Empresas de ônibus reagem: “não provocamos greves”

As empresas do transporte coletivo de Curitiba desmentem e repudiam a acusação do Ministério Público do Trabalho (MPT) de que o sindicato que as representa (o Setransp) articula com o sindicato dos motoristas e cobradores (o Sindimoc) greves falsas para conseguir aumento das tarifas.
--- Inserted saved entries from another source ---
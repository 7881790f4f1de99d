use std::time::{SystemTime, UNIX_EPOCH};

use crate::domain::{TreeDirection, TreeMode, Workflow, WorkflowId};

/// Synchronous roster source. Returns the full current roster on every
/// call; the console replaces its list wholesale and re-binds selection by
/// id afterwards.
pub trait WorkflowRoster {
    fn list(&self) -> Result<Vec<Workflow>, RosterError>;
}

#[derive(Debug, Clone, PartialEq, Eq)]
pub enum RosterError {
    Unavailable(String),
    ParseError(String),
}

impl RosterError {
    pub fn message(&self) -> String {
        match self {
            Self::Unavailable(message) => format!("workflow roster unavailable: {message}"),
            Self::ParseError(message) => format!("workflow roster parse failed: {message}"),
        }
    }
}

/// Flat issue row returned by the query executor. The tree collaborator
/// decides how rows relate; this layer only ferries them.
#[derive(Debug, Clone, PartialEq, Eq)]
pub struct Issue {
    pub id: String,
    pub title: String,
    pub status: String,
    pub parent_id: Option<String>,
    pub dep_ids: Vec<String>,
}

pub trait IssueQueryExecutor {
    fn execute(&self, query: &str) -> Result<Vec<Issue>, QueryError>;
}

#[derive(Debug, Clone, PartialEq, Eq)]
pub enum QueryError {
    ExecutionFailed(String),
}

impl QueryError {
    pub fn message(&self) -> String {
        match self {
            Self::ExecutionFailed(message) => format!("issue query failed: {message}"),
        }
    }
}

/// Start/stop commands against the workflow orchestrator. Failures are
/// typed by category so the console can pick a user-facing message without
/// string-matching at the call site.
pub trait WorkflowCommands {
    fn start(&self, id: &WorkflowId) -> Result<(), WorkflowCommandError>;
    fn stop(&self, id: &WorkflowId) -> Result<(), WorkflowCommandError>;
}

#[derive(Debug, Clone, PartialEq, Eq)]
pub enum WorkflowCommandError {
    UncommittedChanges,
    BranchCheckedOutElsewhere,
    WorktreePathExists,
    Failed(String),
}

impl WorkflowCommandError {
    /// Best-effort mapping from a raw orchestrator error line to a known
    /// category; anything unrecognized passes through verbatim.
    pub fn classify(raw: &str) -> Self {
        let lowered = raw.to_lowercase();
        if lowered.contains("uncommitted") {
            return Self::UncommittedChanges;
        }
        if lowered.contains("checked out") {
            return Self::BranchCheckedOutElsewhere;
        }
        if lowered.contains("already exists") {
            return Self::WorktreePathExists;
        }
        Self::Failed(raw.to_string())
    }

    pub fn message(&self) -> String {
        match self {
            Self::UncommittedChanges => {
                "workflow has uncommitted changes; commit or stash them first".to_string()
            }
            Self::BranchCheckedOutElsewhere => {
                "workflow branch is checked out in another worktree".to_string()
            }
            Self::WorktreePathExists => "workflow worktree path already exists".to_string(),
            Self::Failed(message) => format!("workflow command failed: {message}"),
        }
    }
}

/// Timestamp bookkeeping only. The console treats the clock as optional
/// and skips last-update stamping when none is wired in.
pub trait Clock {
    fn now_millis(&self) -> u64;
}

pub struct SystemClock;

impl Clock for SystemClock {
    fn now_millis(&self) -> u64 {
        let Ok(duration) = SystemTime::now().duration_since(UNIX_EPOCH) else {
            return 0;
        };
        u64::try_from(duration.as_millis()).unwrap_or(u64::MAX)
    }
}

/// Capability surface of the external tree widget. The console never walks
/// the tree itself; it restores view state, forwards cursor movement, and
/// reads the selection back out.
pub trait EpicTree {
    fn root_id(&self) -> &str;
    fn direction(&self) -> TreeDirection;
    fn mode(&self) -> TreeMode;
    fn selected_issue(&self) -> Option<String>;
    fn move_cursor_up(&mut self);
    fn move_cursor_down(&mut self);
    fn toggle_mode(&mut self);
    fn focus_issue(&mut self, issue_id: &str) -> bool;
    fn select_issue(&mut self, issue_id: &str) -> bool;
}

pub trait EpicTreeBuilder {
    fn build(
        &self,
        root_id: &str,
        issues: &[Issue],
        direction: TreeDirection,
        mode: TreeMode,
    ) -> Box<dyn EpicTree>;
}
O Setransp enviou ao Contraponto a seguinte nota oficial:

O Sindicato das Empresas de Ônibus de Curitiba e Região Metropolitana (Setransp) repudia com veemência a acusação infundada da ação do Ministério Público do Trabalho (MPT), de que articula greves com falsas alegações de problemas financeiros para pressionar pela alta da tarifa e pelo aumento dos repasses às operadoras.

  1. Em primeiro lugar, para que não pairem dúvidas sobre os problemas financeiros das empresas, o Setransp requisitou recentemente estudo da EY (Ernst & Young). A renomada consultoria apontou que o saldo devedor dos investimentos das operadoras, que deveria estar em R$ 545 milhões no período entre novembro de 2010 a janeiro de 2017, foi acrescido de R$ 755 milhões, chegando a R$ 1,3 bilhão.

  2. Também já foi demonstrado, em diversas oportunidades, que desde o início do contrato até 2016, o número de passageiros projetados pela Urbanização de Curitiba (Urbs) nunca se realizou, embora, no decorrer de todos esses anos, o Setransp tenha pedido oficialmente, em várias ocasiões, a correção dessa previsão. No ano passado, por exemplo, a estimativa do órgão gestor era de 17,6 milhões de passageiros por mês, em média. A realidade, porém, foi outra: 16,5 milhões. O prejuízo às empresas só com a previsão equivocada em 2016 girou em torno de R$ 50 milhões.

  3. Diante disso, não cabe mais dúvida sobre se as empresas estão ou não em dificuldade financeira. É claro que estão. E se o objetivo é sair dessa situação, nada mais equivocado do que promover uma greve, pois as empresas perdem, por dia parado, cerca de R$ 2 milhões.